ERIC Number: ED223507
Record Type: RIE
Publication Date: 1982-Sep
Reference Count: 0
The Value of Children during Industrialization: Childhood Sex Ratios in Nineteenth Century America.
Hammel, E. A.; And Others
Significant regional differences in the proportion of white male and female children in the 19th century in different areas of the United States may be attributable to the economy. Boys were more numerous than girls in the South and along the frontier, while the ratio was more equal or in favor of girls in the eastern states. Data were obtained from county and state decennial census reports from 1820 to 1860 and were computer-generated into maps and tables which revealed differences in male-female ratios. Of the various theories explaining the causes of these sex differences, it appears that changes in the economic system and in the attitudes of the value of children produced these effects. In an economy of early agricultural modernization, boys were a greater asset to farm families than girls, whereas in industrial urban areas there was little difference in the productive capability of the sexes.
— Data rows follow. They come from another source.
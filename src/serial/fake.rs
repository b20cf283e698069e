//! Scripted serial link for tests and offline runs.
use std::collections::VecDeque;
use std::io;

use super::SerialLink;

/// Minimal fake serial link: reads come from a script, writes are recorded.
///
/// The script models what the board will send, so [`SerialLink::reset_buffers`]
/// does not discard it; resets are only counted.
#[derive(Debug, Default)]
pub struct FakeSerial {
    script: VecDeque<Result<String, io::ErrorKind>>,
    writes: Vec<Vec<u8>>,
    resets: usize,
}

impl FakeSerial {
    pub fn new<I, S>(lines: I) -> Self
    where
        I: IntoIterator<Item = S>,
        S: Into<String>,
    {
        Self {
            script: lines.into_iter().map(|l| Ok(l.into())).collect(),
            ..Self::default()
        }
    }

    /// Queue a line the board will send next.
    pub fn push_line(&mut self, line: impl Into<String>) {
        self.script.push_back(Ok(line.into()));
    }

    /// Queue a read failure.
    pub fn push_error(&mut self, kind: io::ErrorKind) {
        self.script.push_back(Err(kind));
    }

    pub fn writes(&self) -> &[Vec<u8>] {
        &self.writes
    }

    /// Writes decoded as UTF-8 (lossy), for assertions.
    pub fn written_text(&self) -> Vec<String> {
        self.writes
            .iter()
            .map(|w| String::from_utf8_lossy(w).into_owned())
            .collect()
    }

    pub fn resets(&self) -> usize {
        self.resets
    }

    pub fn remaining(&self) -> usize {
        self.script.len()
    }
}

impl SerialLink for FakeSerial {
    fn read_line(&mut self) -> io::Result<String> {
        match self.script.pop_front() {
            Some(Ok(line)) => Ok(line),
            Some(Err(kind)) => Err(io::Error::new(kind, "scripted serial error")),
            // Nothing scripted: behave like a read timeout with no data
            None => Ok(String::new()),
        }
    }

    fn write_all(&mut self, bytes: &[u8]) -> io::Result<()> {
        self.writes.push(bytes.to_vec());
        Ok(())
    }

    fn bytes_available(&mut self) -> io::Result<usize> {
        Ok(match self.script.front() {
            Some(Ok(line)) => line.len().max(1),
            Some(Err(_)) => 1,
            None => 0,
        })
    }

    fn reset_buffers(&mut self) -> io::Result<()> {
        self.resets += 1;
        Ok(())
    }
}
Because child labor was widespread during this era, parents could have been influenced to migrate to areas that would be advantageous to the sex of their children and to provide differential care (e.g., boys may have received better medical attention than girls) sufficient to influence childhood mortality patterns. (Author/KC)
Publication Type: Reports - Research; Speeches/Meeting Papers
Education Level: N/A
Authoring Institution: N/A
Note: Paper presented at the Annual Meeting of the American Sociological Association (San Francisco, CA, September, 1982).